Tião Maia, O Aquiri
O juiz Guilherme Muniz de Freitas, da Vara Criminal de Brasiléia, condenou, em sentença publicada na quinta-feira no Boletim Eletrônico do Tribunal de Justiça do Acre (TJAC), o empresário do agronegócio Adriano Vasconcelos Correia da Silva, de 50 anos, a dois anos de reclusão em regime aberto e ao pagamento de uma indenização de R$ 50 mil pelas agressões professor Paulo Henrique da Costa Brito, 22 anos, que perdeu a visão do olho esquerdo em decorrência do ataque.
O crime ocorreu no dia 4 de outubro de 2023, nas dependências do estabelecimento “Renato Gastrobar”, localizado na Rua Marechal Rondon, em Brasiléia. De acordo com a denúncia, o empresário utilizou um copo de vidro para agredir a vítima, de forma repentina e sem dar chances de defesa. O agressor estava com um copo de vidro na mão e o quebrou no rosto da vítima.

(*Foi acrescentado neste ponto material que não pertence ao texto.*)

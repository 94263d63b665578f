//! Ledger state surviving the SQLite store and the JSON export.

use pension_core::Ledger;
use pension_store::{LedgerStore, export_snapshot, read_export};
use pension_types::{LedgerError, LedgerRules};
use tempfile::tempdir;

use crate::common::{GENESIS, at, enrollment, enrollment_aged, identity};

fn populated() -> Ledger {
    let mut ledger = Ledger::new(LedgerRules::default(), GENESIS);
    let owner = identity("0xowner");
    let id = ledger.mint(enrollment("0xowner", 30), at(1)).expect("mint");
    ledger
        .mint(enrollment_aged("0xelder", 61, 500), at(2))
        .expect("mint elder");
    ledger.advance_cutoff(at(100)).expect("advance");
    ledger.deposit(id, &owner, 40).expect("deposit");
    ledger
}

#[test]
fn ledger_continues_after_reopening_the_store() {
    let dir = tempdir().expect("tempdir");
    let path = dir.path().join("ledger.db");

    {
        let mut store = LedgerStore::open(&path).expect("open");
        store.save(&populated().snapshot()).expect("save");
    }

    let store = LedgerStore::open(&path).expect("reopen");
    let snapshot = store.load().expect("load").expect("saved ledger");
    let mut ledger = Ledger::restore(LedgerRules::default(), snapshot).expect("restore");

    let owner = identity("0xowner");
    let id = ledger.account_of(&owner).expect("registered");
    assert_eq!(
        ledger.account_balance(id).expect("balance").total_savings,
        16
    );

    // The elder was filed before the save and must not be filed again.
    let report = ledger.advance_cutoff(at(200)).expect("advance");
    assert!(report.retirees.is_empty());
    let filed: usize = ledger.periods().map(|period| period.retirees.len()).sum();
    assert_eq!(filed, 1);

    // Identity uniqueness survives the round trip.
    let err = ledger
        .mint(enrollment("0xowner", 30), at(201))
        .expect_err("duplicate");
    assert!(matches!(err, LedgerError::AlreadyExists { .. }));
}

#[test]
fn export_restores_to_an_identical_ledger() {
    let dir = tempdir().expect("tempdir");
    let path = dir.path().join("export").join("ledger.json");
    std::fs::create_dir_all(path.parent().expect("parent")).expect("mkdir");
    let ledger = populated();

    export_snapshot(&path, &ledger.snapshot()).expect("export");
    let json: serde_json::Value =
        serde_json::from_slice(&std::fs::read(&path).expect("read")).expect("json");
    assert_eq!(json["accounts"].as_array().expect("accounts").len(), 2);

    let restored =
        Ledger::restore(LedgerRules::default(), read_export(&path).expect("read export"))
            .expect("restore");
    assert_eq!(restored.snapshot(), ledger.snapshot());
    assert_eq!(restored.pool_totals(), ledger.pool_totals());
}

#[test]
fn tampered_snapshot_is_rejected() {
    let mut snapshot = populated().snapshot();
    snapshot.accounts[0].cumulative_savings += 1;

    let err = Ledger::restore(LedgerRules::default(), snapshot).expect_err("broken split");
    assert!(matches!(err, LedgerError::CorruptSnapshot(_)));

    let mut snapshot = populated().snapshot();
    let entry = snapshot.periods[0].retirees[0].clone();
    snapshot.periods[1].retirees.push(entry);
    let err = Ledger::restore(LedgerRules::default(), snapshot).expect_err("duplicate retiree");
    assert!(matches!(err, LedgerError::CorruptSnapshot(_)));
}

A agressão foi ao lado de uma viatura da Polícia Militar e registrada por câmeras de segurança. Paulo Henrique teve cortes profundos no olho e precisou retirar o globo ocular esquerdo, perdendo a visão.
Professor mediador de crianças atípicas, ele definiu o suspeito como bárbaro e disse não entender o motivo da violência. No dia do acontecido, ele tinha acabado de sair do trabalho, quando resolver parar no bar para tomar um chopp com amigos e, de repente, sofreu o ataque.
O juiz Guilherme Muniz de Freitas desclassificou a acusação inicial do Ministério público de tentativa de homicídio para lesão corporal grave com dolo eventual — quando se assume o risco de causar o dano. Na ocasião, Adriano Vasconcelos chegou a ser preso em flagrante, mas foi solto após pagar fiança de R$ 10 mil. A decisão judicial ainda cabe recurso por parte da defesa do empresário.
O caso causou forte repercussão à época, principalmente devido à gravidade das lesões causadas ao professor, cuja vida foi profundamente afetada pela perda da visão.